We absolutely have the ability to build these spaces for those who need them, within self-sufficient
anti-capitalist and anti-colonial communities that have full autonomy over their own resources.
Our Three Pillar Model of Sustainability addresses the issues of picking, choosing, and
compromising housing and community features that are so common within the capitalist housing
system, and by focusing equally and fully on all three major areas of sustainability, we advocate for
economically-just, environmentally conscious, and healthy socio-cultural living spaces, work
environments, goods, services, and systems of proletarian organization for unhoused, at-risk,
working, poor, and colonized people away from the control of greedy landlords and the capitalist
markets and state that are solely responsible for our country’s growing oppressed populations.

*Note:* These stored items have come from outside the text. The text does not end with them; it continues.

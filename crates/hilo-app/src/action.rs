use std::mem;

use hilo_core::{GuessResult, InvalidReason};

use crate::{
    processor::GuessProcessor,
    state::{AppState, FeedbackKind, Notice, UiState},
    ui::Theme,
};

/// User intents produced by the interactive surface, applied once per frame.
#[derive(Debug, Clone, PartialEq, Eq)]
pub(crate) enum Action {
    SelectRange(u32),
    StartGame,
    SubmitGuess,
    SelectTheme(Theme),
    DismissNotice,
}

#[derive(Debug, Default)]
pub(crate) struct ActionRequestQueue {
    actions: Vec<Action>,
}

impl ActionRequestQueue {
    pub(crate) fn request(&mut self, action: Action) {
        self.actions.push(action);
    }

    pub(crate) fn take_all(&mut self) -> Vec<Action> {
        mem::take(&mut self.actions)
    }
}

pub(crate) fn handle_all(
    app_state: &mut AppState,
    ui_state: &mut UiState,
    processor: &GuessProcessor,
    action_queue: &mut ActionRequestQueue,
) {
    for action in action_queue.take_all() {
        handle(app_state, ui_state, processor, action);
    }
}

pub(crate) fn handle(
    app_state: &mut AppState,
    ui_state: &mut UiState,
    processor: &GuessProcessor,
    action: Action,
) {
    match action {
        Action::SelectRange(range_upper) => ui_state.selected_range = range_upper,
        Action::StartGame => start_game(app_state, ui_state),
        Action::SubmitGuess => submit_guess(app_state, ui_state, processor),
        Action::SelectTheme(theme) => {
            ui_state.theme = theme;
            log::info!("theme changed to {}", theme.name());
        }
        Action::DismissNotice => ui_state.notice = None,
    }
}

fn start_game(app_state: &mut AppState, ui_state: &mut UiState) {
    let range_upper = ui_state.selected_range;
    match app_state.session.start(&mut rand::rng(), range_upper) {
        Ok(()) => {
            app_state.clear_feedback();
            app_state.push_feedback(FeedbackKind::Info, "NEW GAME STARTED!");
            app_state.push_feedback(
                FeedbackKind::Info,
                format!("Guess a number between 1 and {range_upper}"),
            );
            app_state.push_feedback(FeedbackKind::Info, "Use binary search for best results!");
            ui_state.guess_text.clear();
            ui_state.focus_guess = true;
            if let Some(secret) = app_state.session.secret() {
                log::info!("new game started: target={secret}, range=1-{range_upper}");
            }
        }
        Err(err) => {
            log::error!("failed to start game: {err}");
            ui_state.notice = Some(Notice::error(format!("Cannot start a new game: {err}")));
        }
    }
}

fn submit_guess(app_state: &mut AppState, ui_state: &mut UiState, processor: &GuessProcessor) {
    if ui_state.guess_text.trim().is_empty() {
        ui_state.notice = Some(Notice::warning("Please enter a number!"));
        return;
    }

    let raw = mem::take(&mut ui_state.guess_text);
    match app_state.session.submit(raw.trim()) {
        Ok(pending) => {
            if processor.submit(pending).is_err() {
                log::error!("guess processor disconnected, failing the submission");
                let fault = GuessResult::Invalid {
                    reason: InvalidReason::Fault("guess processor unavailable".to_owned()),
                };
                apply_result(app_state, ui_state, &fault);
            }
        }
        Err(err) => {
            log::warn!("guess rejected: {err}");
            ui_state.guess_text = raw;
            ui_state.notice = Some(Notice::warning("Please start a new game first!"));
        }
    }
}

/// Applies a processor result to the session and renders it as feedback.
pub(crate) fn apply_result(app_state: &mut AppState, ui_state: &mut UiState, result: &GuessResult) {
    // The secret is cleared on a win; capture it first for the message.
    let secret = app_state.session.secret();
    app_state.session.apply(result);

    match result {
        GuessResult::Correct { attempts } => {
            let reveal = secret.map_or_else(String::new, |s| format!("\nThe number was {s}."));
            app_state.push_feedback(
                FeedbackKind::Success,
                format!("CONGRATULATIONS! You guessed it!{reveal}\nTotal attempts: {attempts}"),
            );
            log::info!("game ended after {attempts} attempts");
        }
        GuessResult::TooLow { guess, .. } => {
            app_state
                .push_feedback(FeedbackKind::Info, format!("Try a HIGHER number than {guess}"));
        }
        GuessResult::TooHigh { guess, .. } => {
            app_state.push_feedback(FeedbackKind::Info, format!("Try a LOWER number than {guess}"));
        }
        GuessResult::Invalid { reason } => {
            let text = match reason {
                InvalidReason::NotANumber => "Please enter a valid number!".to_owned(),
                InvalidReason::NoActiveGame => {
                    "Game has not been started or the secret is missing.".to_owned()
                }
                InvalidReason::Fault(message) => {
                    format!("An error occurred during processing: {message}")
                }
            };
            app_state.push_feedback(FeedbackKind::Error, text);
        }
    }
    ui_state.focus_guess = true;
}

#[cfg(test)]
mod tests {
    use hilo_core::Phase;

    use super::*;
    use crate::state::NoticeKind;

    fn fixture() -> (AppState, UiState, GuessProcessor) {
        (AppState::new(), UiState::new(), GuessProcessor::spawn())
    }

    #[test]
    fn take_all_returns_actions_and_clears_queue() {
        let mut queue = ActionRequestQueue::default();
        queue.request(Action::SelectRange(1000));
        queue.request(Action::StartGame);

        let drained = queue.take_all();
        assert_eq!(drained, vec![Action::SelectRange(1000), Action::StartGame]);
        assert!(queue.take_all().is_empty());
    }

    #[test]
    fn start_game_activates_session_and_writes_banner() {
        let (mut app_state, mut ui_state, processor) = fixture();
        ui_state.selected_range = 1000;

        handle(&mut app_state, &mut ui_state, &processor, Action::StartGame);

        assert_eq!(app_state.session.phase(), Phase::Active);
        assert_eq!(app_state.session.range_upper(), 1000);
        assert_eq!(app_state.session.attempts(), 0);
        assert!(
            app_state
                .feedback()
                .iter()
                .any(|entry| entry.text.contains("NEW GAME STARTED"))
        );
        assert!(ui_state.focus_guess);
    }

    #[test]
    fn restart_from_active_round_begins_a_fresh_round() {
        let (mut app_state, mut ui_state, processor) = fixture();
        handle(&mut app_state, &mut ui_state, &processor, Action::StartGame);
        app_state.session.submit("10").unwrap();
        apply_result(
            &mut app_state,
            &mut ui_state,
            &GuessResult::TooLow {
                guess: 10,
                attempts: 1,
            },
        );
        assert_eq!(app_state.session.attempts(), 1);

        // The player gives up mid-round and starts over with a wider range.
        ui_state.selected_range = 1000;
        handle(&mut app_state, &mut ui_state, &processor, Action::StartGame);

        assert_eq!(app_state.session.phase(), Phase::Active);
        assert_eq!(app_state.session.range_upper(), 1000);
        assert_eq!(app_state.session.attempts(), 0);
        assert!(ui_state.notice.is_none());
        assert!(
            app_state
                .feedback()
                .iter()
                .any(|entry| entry.text.contains("between 1 and 1000"))
        );
    }

    #[test]
    fn invalid_range_raises_error_notice_without_starting() {
        let (mut app_state, mut ui_state, processor) = fixture();
        ui_state.selected_range = 0;

        handle(&mut app_state, &mut ui_state, &processor, Action::StartGame);

        assert_eq!(app_state.session.phase(), Phase::Idle);
        let notice = ui_state.notice.expect("blocking notice");
        assert_eq!(notice.kind, NoticeKind::Error);
    }

    #[test]
    fn empty_guess_raises_warning_notice() {
        let (mut app_state, mut ui_state, processor) = fixture();
        handle(&mut app_state, &mut ui_state, &processor, Action::StartGame);

        ui_state.guess_text = "   ".to_owned();
        handle(&mut app_state, &mut ui_state, &processor, Action::SubmitGuess);

        let notice = ui_state.notice.expect("blocking notice");
        assert_eq!(notice.kind, NoticeKind::Warning);
        assert_eq!(app_state.session.phase(), Phase::Active);
    }

    #[test]
    fn guess_without_active_game_raises_warning_notice() {
        let (mut app_state, mut ui_state, processor) = fixture();

        ui_state.guess_text = "10".to_owned();
        handle(&mut app_state, &mut ui_state, &processor, Action::SubmitGuess);

        let notice = ui_state.notice.expect("blocking notice");
        assert_eq!(notice.kind, NoticeKind::Warning);
        assert_eq!(ui_state.guess_text, "10");
    }

    #[test]
    fn submitted_guess_moves_session_to_awaiting() {
        let (mut app_state, mut ui_state, processor) = fixture();
        handle(&mut app_state, &mut ui_state, &processor, Action::StartGame);

        ui_state.guess_text = "250".to_owned();
        handle(&mut app_state, &mut ui_state, &processor, Action::SubmitGuess);

        assert_eq!(app_state.session.phase(), Phase::AwaitingResult);
        assert!(ui_state.guess_text.is_empty());
    }

    #[test]
    fn correct_result_ends_round_with_congratulations() {
        let (mut app_state, mut ui_state, processor) = fixture();
        handle(&mut app_state, &mut ui_state, &processor, Action::StartGame);
        let secret = app_state.session.secret().unwrap();
        app_state.session.submit(&secret.to_string()).unwrap();

        apply_result(
            &mut app_state,
            &mut ui_state,
            &GuessResult::Correct { attempts: 1 },
        );

        assert_eq!(app_state.session.phase(), Phase::Idle);
        assert_eq!(app_state.session.attempts(), 1);
        let last = app_state.feedback().last().unwrap();
        assert_eq!(last.kind, FeedbackKind::Success);
        assert!(last.text.contains("CONGRATULATIONS"));
        assert!(last.text.contains(&secret.to_string()));
    }

    #[test]
    fn hint_results_keep_round_active() {
        let (mut app_state, mut ui_state, processor) = fixture();
        handle(&mut app_state, &mut ui_state, &processor, Action::StartGame);
        app_state.session.submit("10").unwrap();

        apply_result(
            &mut app_state,
            &mut ui_state,
            &GuessResult::TooLow {
                guess: 10,
                attempts: 1,
            },
        );

        assert_eq!(app_state.session.phase(), Phase::Active);
        assert_eq!(app_state.session.attempts(), 1);
        let last = app_state.feedback().last().unwrap();
        assert!(last.text.contains("HIGHER"));
    }

    #[test]
    fn invalid_result_shows_error_without_counting() {
        let (mut app_state, mut ui_state, processor) = fixture();
        handle(&mut app_state, &mut ui_state, &processor, Action::StartGame);
        app_state.session.submit("abc").unwrap();

        apply_result(
            &mut app_state,
            &mut ui_state,
            &GuessResult::Invalid {
                reason: InvalidReason::NotANumber,
            },
        );

        assert_eq!(app_state.session.phase(), Phase::Active);
        assert_eq!(app_state.session.attempts(), 0);
        let last = app_state.feedback().last().unwrap();
        assert_eq!(last.kind, FeedbackKind::Error);
    }
}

To feel “at home” can be a long and painful process for unhoused, at-risk, working, poor, and
colonized people. Many of us have never actually felt “at home” before, or perhaps only for a few
days, weeks, or months at most. For many of us, “home” might be a moment, a memory, a
person/group of people, or maybe simply what we carry on our backs. But one’s home is deeply
personal, so while we might be able to survive with just a sense of one, we deserve to have a physical
space to call home as well. We deserve an intentional, revolutionary space where we can eat, bathe,
sleep, read, teach, learn, grow, love, and be loved. We all deserve a place to set down our “home”
and rest our heads without fear of being cast back out into the cold. Anything less is barbarism.